── Extracted data ──

//! Container encoders for annotated rasters.
//!
//! An [`Exporter`] turns an [`ImageAsset`] into PNG, JPEG or single-page PDF bytes
//! plus the filename and MIME type they should be stored under.

/// Single-page PDF wrapping of a PNG buffer.
pub mod pdf;
/// PNG and JPEG encoding through the `image` crate.
pub mod raster;

use crate::{assets::ImageAsset, foundation::error::ShotResult};

/// Timestamp layout embedded in export filenames.
pub const FILENAME_TIMESTAMP_FORMAT: &str = "%Y%m%d_%H%M%S";

/// Requested output container.
///
/// Parsing never fails: unknown names become [`ExportFormat::Unrecognized`], which
/// exports exactly like [`ExportFormat::Png`].
#[derive(Clone, Debug, PartialEq, Eq)]
pub enum ExportFormat {
    Png,
    Jpeg,
    Pdf,
    Unrecognized(String),
}

impl ExportFormat {
    /// Case-insensitive, surrounding whitespace ignored. `jpg` and `jpeg` are aliases.
    pub fn parse(raw: &str) -> Self {
        let norm = raw.trim().to_ascii_lowercase();
        match norm.as_str() {
            "png" => Self::Png,
            "jpg" | "jpeg" => Self::Jpeg,
            "pdf" => Self::Pdf,
            _ => {
                tracing::debug!(requested = raw, "unrecognized export format, using png");
                Self::Unrecognized(raw.to_string())
            }
        }
    }

    pub fn extension(&self) -> &'static str {
        match self {
            Self::Jpeg => "jpg",
            Self::Pdf => "pdf",
            Self::Png | Self::Unrecognized(_) => "png",
        }
    }

    pub fn mime(&self) -> &'static str {
        match self {
            Self::Jpeg => "image/jpeg",
            Self::Pdf => "application/pdf",
            Self::Png | Self::Unrecognized(_) => "image/png",
        }
    }
}

/// What to encode and when it was requested.
#[derive(Clone, Debug, PartialEq, Eq)]
pub struct ExportRequest {
    pub format: ExportFormat,
    /// Local wall-clock time of the request; drives the filename.
    pub timestamp: chrono::NaiveDateTime,
}

impl ExportRequest {
    pub fn new(format: ExportFormat, timestamp: chrono::NaiveDateTime) -> Self {
        Self { format, timestamp }
    }

    pub fn filename(&self) -> String {
        format!(
            "screenshot_{}.{}",
            self.timestamp.format(FILENAME_TIMESTAMP_FORMAT),
            self.format.extension()
        )
    }
}

/// Encoded bytes ready to be persisted.
#[derive(Clone, Debug, PartialEq, Eq)]
pub struct ExportResult {
    bytes: Vec<u8>,
    filename: String,
    mime: &'static str,
}

impl ExportResult {
    pub fn bytes(&self) -> &[u8] {
        &self.bytes
    }

    pub fn filename(&self) -> &str {
        &self.filename
    }

    pub fn mime(&self) -> &'static str {
        self.mime
    }
}

/// Stateless encoder front.
#[derive(Clone, Copy, Debug, Default)]
pub struct Exporter;

impl Exporter {
    pub fn new() -> Self {
        Self
    }

    #[tracing::instrument(skip(self, image), fields(width = image.width(), height = image.height()))]
    pub fn export(&self, image: &ImageAsset, request: &ExportRequest) -> ShotResult<ExportResult> {
        let bytes = match &request.format {
            ExportFormat::Jpeg => raster::encode_jpeg(image)?,
            ExportFormat::Pdf => pdf::wrap_png(&raster::encode_png(image)?)?,
            ExportFormat::Png | ExportFormat::Unrecognized(_) => raster::encode_png(image)?,
        };
        let result = ExportResult {
            bytes,
            filename: request.filename(),
            mime: request.format.mime(),
        };
        tracing::debug!(
            filename = result.filename,
            mime = result.mime,
            len = result.bytes.len(),
            "encoded export"
        );
        Ok(result)
    }
}
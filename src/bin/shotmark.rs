use std::path::{Path, PathBuf};

use anyhow::Context as _;
use clap::{Parser, Subcommand};

#[derive(Parser, Debug)]
#[command(name = "shotmark", version)]
struct Cli {
    #[command(subcommand)]
    cmd: Command,
}

#[derive(Subcommand, Debug)]
enum Command {
    /// Stamp an image with the overlays and save it under a resolved folder.
    Annotate(AnnotateArgs),
    /// Show where a destination would resolve to, without creating anything.
    Resolve(ResolveArgs),
}

#[derive(Parser, Debug)]
struct AnnotateArgs {
    /// Input image (PNG, JPEG, ...).
    #[arg(long = "in")]
    in_path: PathBuf,

    /// Destination folder as a user would type it (`~/Shots`, `Reports`, `D:\caps`).
    #[arg(long)]
    save_path: String,

    /// Output format: png, jpg/jpeg or pdf. Anything else saves a PNG.
    #[arg(long, default_value = "png")]
    format: String,

    /// JSON config file.
    #[arg(long)]
    config: Option<PathBuf>,

    /// Font file for the overlays.
    #[arg(long)]
    font: Option<PathBuf>,

    /// Watermark text (bottom-right).
    #[arg(long)]
    watermark: Option<String>,

    /// Copyright text (top-left).
    #[arg(long)]
    copyright: Option<String>,
}

#[derive(Parser, Debug)]
struct ResolveArgs {
    /// Destination folder as a user would type it.
    path: String,

    /// JSON config file.
    #[arg(long)]
    config: Option<PathBuf>,
}

fn main() -> anyhow::Result<()> {
    tracing_subscriber::fmt()
        .with_env_filter(
            tracing_subscriber::EnvFilter::try_from_default_env()
                .unwrap_or_else(|_| tracing_subscriber::EnvFilter::new("info")),
        )
        .with_writer(std::io::stderr)
        .init();

    let cli = Cli::parse();
    match cli.cmd {
        Command::Annotate(args) => cmd_annotate(args),
        Command::Resolve(args) => cmd_resolve(args),
    }
}

fn load_config(path: Option<&Path>) -> anyhow::Result<shotmark::ShotConfig> {
    match path {
        Some(p) => shotmark::ShotConfig::from_json_file(p)
            .with_context(|| format!("load config '{}'", p.display())),
        None => Ok(shotmark::ShotConfig::default()),
    }
}

fn cmd_annotate(args: AnnotateArgs) -> anyhow::Result<()> {
    let mut config = load_config(args.config.as_deref())?;
    if let Some(font) = args.font {
        config.font_path = Some(font);
    }
    if let Some(watermark) = args.watermark {
        config.watermark = watermark;
    }
    if let Some(copyright) = args.copyright {
        config.copyright = copyright;
    }

    let bytes = std::fs::read(&args.in_path)
        .with_context(|| format!("read image '{}'", args.in_path.display()))?;
    let image = shotmark::ImageAsset::decode(&bytes)
        .with_context(|| format!("decode image '{}'", args.in_path.display()))?;

    let mut orchestrator = shotmark::Orchestrator::new(config)?;
    let saved = orchestrator.run(&args.save_path, image, &args.format)?;

    println!("{}", saved.saved_to.display());
    Ok(())
}

fn cmd_resolve(args: ResolveArgs) -> anyhow::Result<()> {
    let config = load_config(args.config.as_deref())?;
    let orchestrator = shotmark::Orchestrator::new(config)?;
    let resolved = orchestrator.resolver().resolve(&args.path)?;

    println!(
        "{}\t{}",
        resolved.path().display(),
        if resolved.existed() { "exists" } else { "new" }
    );
    Ok(())
}
use std::io::Write as _;

use lopdf::{
    Dictionary, Document, Object, Stream,
    content::{Content, Operation},
    dictionary,
};

use crate::foundation::error::{ShotError, ShotResult};

/// Pixel density assumed when sizing the page: PNGs carry no DPI here.
pub const PAGE_DPI: f32 = 96.0;

/// Wrap a PNG buffer as a one-page PDF whose page is exactly the image.
///
/// The PNG is decoded and its RGB samples are stored as a Flate-compressed
/// DeviceRGB image XObject; alpha is dropped.
pub fn wrap_png(png: &[u8]) -> ShotResult<Vec<u8>> {
    let decoded = image::load_from_memory_with_format(png, image::ImageFormat::Png)
        .map_err(|e| ShotError::encoding("pdf", format!("intermediate png unreadable: {e}")))?;
    let rgb = decoded.into_rgb8();
    let (width, height) = rgb.dimensions();
    if width == 0 || height == 0 {
        return Err(ShotError::encoding("pdf", "image has zero width or height"));
    }

    let mut zlib = flate2::write::ZlibEncoder::new(Vec::new(), flate2::Compression::default());
    zlib.write_all(rgb.as_raw())
        .map_err(|e| ShotError::encoding("pdf", e))?;
    let samples = zlib.finish().map_err(|e| ShotError::encoding("pdf", e))?;

    let page_w = width as f32 * 72.0 / PAGE_DPI;
    let page_h = height as f32 * 72.0 / PAGE_DPI;

    let mut doc = Document::with_version("1.5");
    let pages_id = doc.new_object_id();

    let image_id = doc.add_object(Stream::new(
        dictionary! {
            "Type" => "XObject",
            "Subtype" => "Image",
            "Width" => i64::from(width),
            "Height" => i64::from(height),
            "ColorSpace" => "DeviceRGB",
            "BitsPerComponent" => 8_i64,
            "Filter" => "FlateDecode",
        },
        samples,
    ));

    let content = Content {
        operations: vec![
            Operation::new("q", vec![]),
            Operation::new(
                "cm",
                vec![
                    Object::Real(page_w),
                    Object::Integer(0),
                    Object::Integer(0),
                    Object::Real(page_h),
                    Object::Integer(0),
                    Object::Integer(0),
                ],
            ),
            Operation::new("Do", vec![Object::Name(b"Im0".to_vec())]),
            Operation::new("Q", vec![]),
        ],
    };
    let content_bytes = content
        .encode()
        .map_err(|e| ShotError::encoding("pdf", e))?;
    let content_id = doc.add_object(Stream::new(Dictionary::new(), content_bytes));

    let page_id = doc.add_object(dictionary! {
        "Type" => "Page",
        "Parent" => pages_id,
        "Contents" => content_id,
        "Resources" => dictionary! {
            "XObject" => dictionary! { "Im0" => image_id },
        },
        "MediaBox" => vec![
            Object::Integer(0),
            Object::Integer(0),
            Object::Real(page_w),
            Object::Real(page_h),
        ],
    });

    doc.objects.insert(
        pages_id,
        Object::Dictionary(dictionary! {
            "Type" => "Pages",
            "Kids" => vec![page_id.into()],
            "Count" => 1_i64,
        }),
    );
    let catalog_id = doc.add_object(dictionary! {
        "Type" => "Catalog",
        "Pages" => pages_id,
    });
    doc.trailer.set("Root", catalog_id);

    let mut out = Vec::new();
    doc.save_to(&mut out)
        .map_err(|e| ShotError::encoding("pdf", e))?;
    Ok(out)
}

#[cfg(test)]
mod tests {
    use std::io::Cursor;

    use super::*;

    fn png(w: u32, h: u32) -> Vec<u8> {
        let img = image::RgbaImage::from_pixel(w, h, image::Rgba([200, 10, 10, 255]));
        let mut buf = Vec::new();
        image::DynamicImage::ImageRgba8(img)
            .write_to(&mut Cursor::new(&mut buf), image::ImageFormat::Png)
            .unwrap();
        buf
    }

    #[test]
    fn output_starts_with_pdf_magic() {
        let pdf = wrap_png(&png(40, 30)).unwrap();
        assert!(pdf.starts_with(b"%PDF-"));
        assert!(pdf.windows(5).any(|w| w == b"%%EOF"));
    }

    #[test]
    fn single_page_sized_to_image_at_96_dpi() {
        let pdf = wrap_png(&png(96, 192)).unwrap();
        let doc = Document::load_mem(&pdf).unwrap();
        let pages = doc.get_pages();
        assert_eq!(pages.len(), 1);

        let page_id = *pages.values().next().unwrap();
        let page = doc.get_dictionary(page_id).unwrap();
        let media_box = page.get(b"MediaBox").unwrap().as_array().unwrap();
        let dims: Vec<f32> = media_box
            .iter()
            .map(|o| o.as_float().unwrap())
            .collect();
        assert_eq!(dims, vec![0.0, 0.0, 72.0, 144.0]);
    }

    #[test]
    fn non_png_input_is_an_encoding_error() {
        assert!(matches!(
            wrap_png(b"GIF89a"),
            Err(ShotError::Encoding { format: "pdf", .. })
        ));
    }
}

───

What lines in the listing include the string "foundation"? Copy them out.

Result for this task
use crate::{assets::ImageAsset, foundation::error::ShotResult};
use crate::foundation::error::{ShotError, ShotResult};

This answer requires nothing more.